> _AIM OF THE TASK_
The data follows. Retype every entry exactly.

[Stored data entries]

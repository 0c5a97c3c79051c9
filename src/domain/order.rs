use chrono::NaiveDateTime;
use pushkind_common::pagination::Pagination;
use serde::{Deserialize, Serialize};

use crate::domain::cart::CartItem;
use crate::domain::money::Money;
use crate::domain::session::{DiningMode, UserDetails};

/// Lifecycle states of a submitted order.
///
/// `pending -> preparing -> ready -> completed` for eat-in and take-away,
/// `pending -> preparing -> out_for_delivery -> completed` for delivery, with
/// `cancelled` reachable from any non-terminal status.
#[derive(Debug, Serialize, Deserialize, Clone, Copy, PartialEq, Eq, Hash, Default)]
#[serde(rename_all = "snake_case")]
pub enum OrderStatus {
    /// Order has been submitted and awaits the kitchen.
    #[default]
    Pending,
    /// Kitchen is working on the order.
    Preparing,
    /// Order can be collected at the counter.
    Ready,
    /// Order left the kitchen with a courier.
    OutForDelivery,
    /// Order has been handed over.
    Completed,
    /// Order will not be fulfilled.
    Cancelled,
}

impl OrderStatus {
    pub const ACTIVE: [OrderStatus; 4] = [
        OrderStatus::Pending,
        OrderStatus::Preparing,
        OrderStatus::Ready,
        OrderStatus::OutForDelivery,
    ];

    pub fn is_terminal(self) -> bool {
        matches!(self, OrderStatus::Completed | OrderStatus::Cancelled)
    }

    fn rank(self) -> u8 {
        match self {
            OrderStatus::Pending => 0,
            OrderStatus::Preparing => 1,
            OrderStatus::Ready | OrderStatus::OutForDelivery => 2,
            OrderStatus::Completed => 3,
            OrderStatus::Cancelled => 4,
        }
    }

    /// Whether the status applies to orders served in `mode`.
    pub fn applies_to(self, mode: DiningMode) -> bool {
        match self {
            OrderStatus::Ready => mode != DiningMode::Delivery,
            OrderStatus::OutForDelivery => mode == DiningMode::Delivery,
            _ => true,
        }
    }

    /// Whether an order served in `mode` may move from `self` to `next`
    /// without going backwards.
    pub fn can_transition_to(self, next: OrderStatus, mode: DiningMode) -> bool {
        if self.is_terminal() || !next.applies_to(mode) {
            return false;
        }
        if next == OrderStatus::Cancelled {
            return true;
        }
        next.rank() > self.rank()
    }

    /// Message shown to the customer when the order reaches this status.
    pub fn customer_message(self) -> &'static str {
        match self {
            OrderStatus::Pending => "We received your order",
            OrderStatus::Preparing => "Kitchen is preparing your meal",
            OrderStatus::Ready => "Your order is ready",
            OrderStatus::OutForDelivery => "Your order is on the way",
            OrderStatus::Completed => "Your order is complete. Enjoy!",
            OrderStatus::Cancelled => "Your order was cancelled",
        }
    }
}

impl From<&str> for OrderStatus {
    fn from(value: &str) -> Self {
        match value {
            "preparing" => OrderStatus::Preparing,
            "ready" => OrderStatus::Ready,
            "out_for_delivery" => OrderStatus::OutForDelivery,
            "completed" => OrderStatus::Completed,
            "cancelled" => OrderStatus::Cancelled,
            _ => OrderStatus::Pending,
        }
    }
}

impl From<OrderStatus> for &'static str {
    fn from(value: OrderStatus) -> Self {
        match value {
            OrderStatus::Pending => "pending",
            OrderStatus::Preparing => "preparing",
            OrderStatus::Ready => "ready",
            OrderStatus::OutForDelivery => "out_for_delivery",
            OrderStatus::Completed => "completed",
            OrderStatus::Cancelled => "cancelled",
        }
    }
}

impl From<OrderStatus> for String {
    fn from(value: OrderStatus) -> Self {
        <&'static str>::from(value).to_string()
    }
}

/// Three digit number shown to the customer. Display only, not an identifier.
#[derive(Debug, Serialize, Deserialize, Clone, Copy, PartialEq, Eq, Hash)]
#[serde(transparent)]
pub struct OrderNumber(i32);

impl OrderNumber {
    pub const MIN: i32 = 100;
    pub const MAX: i32 = 999;

    pub fn new(value: i32) -> Self {
        Self(value)
    }

    /// Draw a number in `100..=999`.
    pub fn random() -> Self {
        Self(rand::random_range(Self::MIN..=Self::MAX))
    }

    pub fn value(self) -> i32 {
        self.0
    }
}

/// Order persisted in the store.
#[derive(Debug, Serialize, Deserialize, Clone, PartialEq)]
pub struct Order {
    /// Server generated identifier.
    pub id: i32,
    pub order_number: OrderNumber,
    pub customer_details: UserDetails,
    pub cart_items: Vec<CartItem>,
    pub total_price: Money,
    pub status: OrderStatus,
    pub created_at: NaiveDateTime,
    pub updated_at: NaiveDateTime,
}

/// Submission record built from the checkout session.
#[derive(Debug, Serialize, Deserialize, Clone, PartialEq)]
pub struct NewOrder {
    pub order_number: OrderNumber,
    pub customer_details: UserDetails,
    pub cart_items: Vec<CartItem>,
    pub total_price: Money,
    pub status: OrderStatus,
}

impl NewOrder {
    pub fn new(
        order_number: OrderNumber,
        customer_details: UserDetails,
        cart_items: Vec<CartItem>,
        total_price: Money,
    ) -> Self {
        Self {
            order_number,
            customer_details,
            cart_items,
            total_price,
            status: OrderStatus::default(),
        }
    }
}

/// Status change applied by kitchen staff.
#[derive(Debug, Clone)]
pub struct UpdateOrder {
    pub status: OrderStatus,
    /// Timestamp captured when the patch was created.
    pub updated_at: NaiveDateTime,
}

impl UpdateOrder {
    pub fn status(status: OrderStatus) -> Self {
        Self {
            status,
            updated_at: chrono::Local::now().naive_utc(),
        }
    }
}

/// Query definition used to list orders for the kitchen feed.
#[derive(Debug, Clone, Default)]
pub struct OrderListQuery {
    /// Only return orders in one of these statuses.
    pub statuses: Option<Vec<OrderStatus>>,
    /// Only return orders with this display number.
    pub order_number: Option<OrderNumber>,
    pub pagination: Option<Pagination>,
}

impl OrderListQuery {
    pub fn new() -> Self {
        Self::default()
    }

    pub fn statuses(mut self, statuses: impl IntoIterator<Item = OrderStatus>) -> Self {
        self.statuses = Some(statuses.into_iter().collect());
        self
    }

    pub fn active(self) -> Self {
        self.statuses(OrderStatus::ACTIVE)
    }

    pub fn order_number(mut self, order_number: OrderNumber) -> Self {
        self.order_number = Some(order_number);
        self
    }

    /// Apply pagination to the query with the given page number and page size.
    pub fn paginate(mut self, page: usize, per_page: usize) -> Self {
        self.pagination = Some(Pagination { page, per_page });
        self
    }
}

> _RESPONSE FOR THIS EXERCISE_
repository 0c5a97c3c79051c9
filename src/domain/order.rs
use chrono::NaiveDateTime;
use pushkind_common::pagination::Pagination;
use serde::{Deserialize, Serialize};

use crate::domain::cart::CartItem;
use crate::domain::money::Money;
use crate::domain::session::{DiningMode, UserDetails};

/// Lifecycle states of a submitted order.
///
/// `pending -> preparing -> ready -> completed` for eat-in and take-away,
/// `pending -> preparing -> out_for_delivery -> completed` for delivery, with
/// `cancelled` reachable from any non-terminal status.
#[derive(Debug, Serialize, Deserialize, Clone, Copy, PartialEq, Eq, Hash, Default)]
#[serde(rename_all = "snake_case")]
pub enum OrderStatus {
    /// Order has been submitted and awaits the kitchen.
    #[default]
    Pending,
    /// Kitchen is working on the order.
    Preparing,
    /// Order can be collected at the counter.
    Ready,
    /// Order left the kitchen with a courier.
    OutForDelivery,
    /// Order has been handed over.
    Completed,
    /// Order will not be fulfilled.
    Cancelled,
}

impl OrderStatus {
    pub const ACTIVE: [OrderStatus; 4] = [
        OrderStatus::Pending,
        OrderStatus::Preparing,
        OrderStatus::Ready,
        OrderStatus::OutForDelivery,
    ];

    pub fn is_terminal(self) -> bool {
        matches!(self, OrderStatus::Completed | OrderStatus::Cancelled)
    }

    fn rank(self) -> u8 {
        match self {
            OrderStatus::Pending => 0,
            OrderStatus::Preparing => 1,
            OrderStatus::Ready | OrderStatus::OutForDelivery => 2,
            OrderStatus::Completed => 3,
            OrderStatus::Cancelled => 4,
        }
    }

    /// Whether the status applies to orders served in `mode`.
    pub fn applies_to(self, mode: DiningMode) -> bool {
        match self {
            OrderStatus::Ready => mode != DiningMode::Delivery,
            OrderStatus::OutForDelivery => mode == DiningMode::Delivery,
            _ => true,
        }
    }

    /// Whether an order served in `mode` may move from `self` to `next`
    /// without going backwards.
    pub fn can_transition_to(self, next: OrderStatus, mode: DiningMode) -> bool {
        if self.is_terminal() || !next.applies_to(mode) {
            return false;
        }
        if next == OrderStatus::Cancelled {
            return true;
        }
        next.rank() > self.rank()
    }

    /// Message shown to the customer when the order reaches this status.
    pub fn customer_message(self) -> &'static str {
        match self {
            OrderStatus::Pending => "We received your order",
            OrderStatus::Preparing => "Kitchen is preparing your meal",
            OrderStatus::Ready => "Your order is ready",
            OrderStatus::OutForDelivery => "Your order is on the way",
            OrderStatus::Completed => "Your order is complete. Enjoy!",
            OrderStatus::Cancelled => "Your order was cancelled",
        }
    }
}

impl From<&str> for OrderStatus {
    fn from(value: &str) -> Self {
        match value {
            "preparing" => OrderStatus::Preparing,
            "ready" => OrderStatus::Ready,
            "out_for_delivery" => OrderStatus::OutForDelivery,
            "completed" => OrderStatus::Completed,
            "cancelled" => OrderStatus::Cancelled,
            _ => OrderStatus::Pending,
        }
    }
}

impl From<OrderStatus> for &'static str {
    fn from(value: OrderStatus) -> Self {
        match value {
            OrderStatus::Pending => "pending",
            OrderStatus::Preparing => "preparing",
            OrderStatus::Ready => "ready",
            OrderStatus::OutForDelivery => "out_for_delivery",
            OrderStatus::Completed => "completed",
            OrderStatus::Cancelled => "cancelled",
        }
    }
}

impl From<OrderStatus> for String {
    fn from(value: OrderStatus) -> Self {
        <&'static str>::from(value).to_string()
    }
}

/// Three digit number shown to the customer. Display only, not an identifier.
#[derive(Debug, Serialize, Deserialize, Clone, Copy, PartialEq, Eq, Hash)]
#[serde(transparent)]
pub struct OrderNumber(i32);

impl OrderNumber {
    pub const MIN: i32 = 100;
    pub const MAX: i32 = 999;

    pub fn new(value: i32) -> Self {
        Self(value)
    }

    /// Draw a number in `100..=999`.
    pub fn random() -> Self {
        Self(rand::random_range(Self::MIN..=Self::MAX))
    }

    pub fn value(self) -> i32 {
        self.0
    }
}

/// Order persisted in the store.
#[derive(Debug, Serialize, Deserialize, Clone, PartialEq)]
pub struct Order {
    /// Server generated identifier.
    pub id: i32,
    pub order_number: OrderNumber,
    pub customer_details: UserDetails,
    pub cart_items: Vec<CartItem>,
    pub total_price: Money,
    pub status: OrderStatus,
    pub created_at: NaiveDateTime,
    pub updated_at: NaiveDateTime,
}

/// Submission record built from the checkout session.
#[derive(Debug, Serialize, Deserialize, Clone, PartialEq)]
pub struct NewOrder {
    pub order_number: OrderNumber,
    pub customer_details: UserDetails,
    pub cart_items: Vec<CartItem>,
    pub total_price: Money,
    pub status: OrderStatus,
}

impl NewOrder {
    pub fn new(
        order_number: OrderNumber,
        customer_details: UserDetails,
        cart_items: Vec<CartItem>,
        total_price: Money,
    ) -> Self {
        Self {
            order_number,
            customer_details,
            cart_items,
            total_price,
            status: OrderStatus::default(),
        }
    }
}

/// Status change applied by kitchen staff.
#[derive(Debug, Clone)]
pub struct UpdateOrder {
    pub status: OrderStatus,
    /// Timestamp captured when the patch was created.
    pub updated_at: NaiveDateTime,
}

impl UpdateOrder {
    pub fn status(status: OrderStatus) -> Self {
        Self {
            status,
            updated_at: chrono::Local::now().naive_utc(),
        }
    }
}

/// Query definition used to list orders for the kitchen feed.
#[derive(Debug, Clone, Default)]
pub struct OrderListQuery {
    /// Only return orders in one of these statuses.
    pub statuses: Option<Vec<OrderStatus>>,
    /// Only return orders with this display number.
    pub order_number: Option<OrderNumber>,
    pub pagination: Option<Pagination>,
}

impl OrderListQuery {
    pub fn new() -> Self {
        Self::default()
    }

    pub fn statuses(mut self, statuses: impl IntoIterator<Item = OrderStatus>) -> Self {
        self.statuses = Some(statuses.into_iter().collect());
        self
    }

    pub fn active(self) -> Self {
        self.statuses(OrderStatus::ACTIVE)
    }

    pub fn order_number(mut self, order_number: OrderNumber) -> Self {
        self.order_number = Some(order_number);
        self
    }

    /// Apply pagination to the query with the given page number and page size.
    pub fn paginate(mut self, page: usize, per_page: usize) -> Self {
        self.pagination = Some(Pagination { page, per_page });
        self
    }
}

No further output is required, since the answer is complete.